All joking apart, Germany has the financial capacity to allocate $1.6 trillion in fiscal stimulus to bring its current government debt level of 62% of GDP to the US level of 120%.
According to Morgan Stanley, total defense and infrastructure spending is projected to exceed €1 trillion. Furthermore, Bank of America anticipates that the annual growth rate of the German economy could increase from zero to 1.5–2% starting in 2027. Goldman Sachs has revised its German GDP forecast, raising it by 0.2% to 0.2% in 2025 and by 0.5% to 1.5% in 2026. The bank anticipates that the ECB will reduce interest rates not just once but twice this year.
In the foreign exchange market, speculation is mounting that the recent upward trend in the EURUSD exchange rate may not be a mere correction but rather a new trend. Weekly and monthly reversal risks for the euro have turned positive for the first time in six months.
Euro/Dollar Risk Reversal
Source: Bloomberg.
At the same time, traders are willing to pay more for downside protection hedges in the 3- and 6-month horizons, likely due to concerns over the potential for a large-scale trade war between the US and EU.

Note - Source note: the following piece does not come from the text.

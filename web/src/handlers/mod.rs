//! HTTP request handlers shared by orderbus services.

pub mod health;

// Re-export common handler utilities
pub use health::{health_check, readiness_check};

The recent rally in the EURUSD pair was driven by the ADP report, which indicated a modest increase of 77,000 jobs in the private sector in February. This figure is one of the weakest observed in the past two years, suggesting the likelihood of the Fed resuming its cycle of monetary expansion in the near future. This, in turn, will put more pressure on the US dollar.
Weekly EURUSD Trading Plan
Long trades opened at 1.042 have reached the target of 1.081 on the EURUSD pair, allowing traders to lock in profits partially. The pair’s trajectory will hinge on whether the 1.081 level is breached. At the same time, if the euro declines below 1.0785, one may consider short trades.
This forecast is based on the analysis of fundamental factors, including official statements from financial institutions and regulators, various geopolitical and economic developments, and statistical data. Historical market data are also considered.